Robusta coffee has the advantages of strong adaptability, easy planting, fast growth and high yield. in general, the treatment of raw beans is relatively extensive and low quality (there is also a small amount of washed refined robusta). The flavor is bright and strong, mainly bitter, with a bad rubber or mildew smell because of its low-level raw bean treatment. Most of the robusta beans are not suitable for drinking as a single product coffee. A few robusta beans are used as Italian blending ingredients, the proportion is very low (but do not rule out the possibility that very few high-quality robusta beans can reach more than half). In general, robusta coffee is used in instant coffee (which extracts about twice as much liquid as Arabica), canned coffee, liquid coffee and other industrial coffees.

Different flavors and characteristics

Arabica smells like grass when it is not baked, and after proper baking, it shows "fruity" (light baking) and "caramel sweetness" (deep baking). Generally speaking, it has a better aroma and flavor than Robota beans.
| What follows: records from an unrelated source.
// SPDX-FileCopyrightText: 2025 Jason Pena <jasonpena@awkless.com>
// SPDX-License-Identifier: MIT

//! Clone-or-update of a single repository.

use crate::{
    config::RepoEntry,
    console::Report,
    git::Git,
    hook::HookLinker,
    substitute::Substitutions,
    syscall::Syscall,
};

use std::{fs::create_dir_all, path::Path};
use tracing::{debug, instrument};

/// How existing checkouts get refreshed.
#[derive(Debug, Default, Clone, Copy, PartialEq, Eq)]
pub enum SyncMode {
    #[default]
    Fetch,
    Pull,
}

impl SyncMode {
    pub fn as_str(&self) -> &'static str {
        match self {
            Self::Fetch => "fetch",
            Self::Pull => "pull",
        }
    }
}

/// Bring one repository directory in line with its declaration.
///
/// Existing directories are fetched or pulled. Missing directories are
/// cloned from the substituted URL, and get their hooks installed. Failures
/// are never propagated, they only show up in the returned [`Report`].
#[derive(Debug)]
pub struct RepoSync<S>
where
    S: Syscall,
{
    git: Git<S>,
    linker: HookLinker<S>,
    substitutions: Substitutions,
    mode: SyncMode,
}

impl<S> Clone for RepoSync<S>
where
    S: Syscall,
{
    fn clone(&self) -> Self {
        Self {
            git: self.git.clone(),
            linker: self.linker.clone(),
            substitutions: self.substitutions.clone(),
            mode: self.mode,
        }
    }
}

impl<S> RepoSync<S>
where
    S: Syscall,
{
    pub fn new(
        git: Git<S>,
        linker: HookLinker<S>,
        substitutions: Substitutions,
        mode: SyncMode,
    ) -> Self {
        Self {
            git,
            linker,
            substitutions,
            mode,
        }
    }

    #[instrument(skip(self, entry), level = "debug")]
    pub fn process(&self, repo_dir: &Path, entry: &RepoEntry) -> Report {
        if repo_dir.exists() {
            return self.update(repo_dir, entry);
        }

        self.clone_fresh(repo_dir, entry)
    }

    fn update(&self, repo_dir: &Path, entry: &RepoEntry) -> Report {
        debug!("{} {:?}", self.mode.as_str(), repo_dir.display());
        let output = match self.mode {
            SyncMode::Fetch => self.git.fetch(repo_dir),
            SyncMode::Pull => self.git.pull(repo_dir),
        };

        let report = Report::new(&entry.name, self.mode.as_str());
        if output.success {
            report.succeeded(output.lines())
        } else {
            report.failed(output.lines())
        }
    }

    fn clone_fresh(&self, repo_dir: &Path, entry: &RepoEntry) -> Report {
        let url = self.substitutions.apply(&entry.url);
        let report = Report::new(&entry.name, format!("clone {url}"));

        // INVARIANT: Parent directories always exist before cloning.
        let parent = repo_dir.parent().unwrap_or(Path::new("."));
        if let Err(error) = create_dir_all(parent) {
            return report.failed([format!("failed to create {:?}: {error}", parent.display())]);
        }

        debug!("clone {url} into {:?}", repo_dir.display());
        let output = self.git.clone_into(parent, &url, repo_dir);
        if !output.success {
            return report.failed(output.lines());
        }

        let mut lines = output.lines();
        match self.linker.link(repo_dir, entry) {
            Ok(outcome) => {
                lines.extend(outcome.lines());
                report.succeeded(lines)
            }
            Err(error) => {
                lines.push(format!("{error}"));
                report.failed(lines)
            }
        }
    }
}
Robusta smells like raw peanuts when unbaked, and cheap robusta coffee beans usually taste between "wheat tea" (medium roasting) and "rubber tires" (deep roasting). It is difficult to show a fine flavor.

Difference between market price and use

High-quality Arabica coffee requires complicated manual picking, selection and meticulous processing, so the most expensive and best coffee beans in the world are Arabica coffee. "Robusta" coffee is usually used to produce instant coffee and canned coffee because of its low cost. A small number of better quality "Robusta" coffees are also used in blending (mixed with Arabica coffee) espresso beans.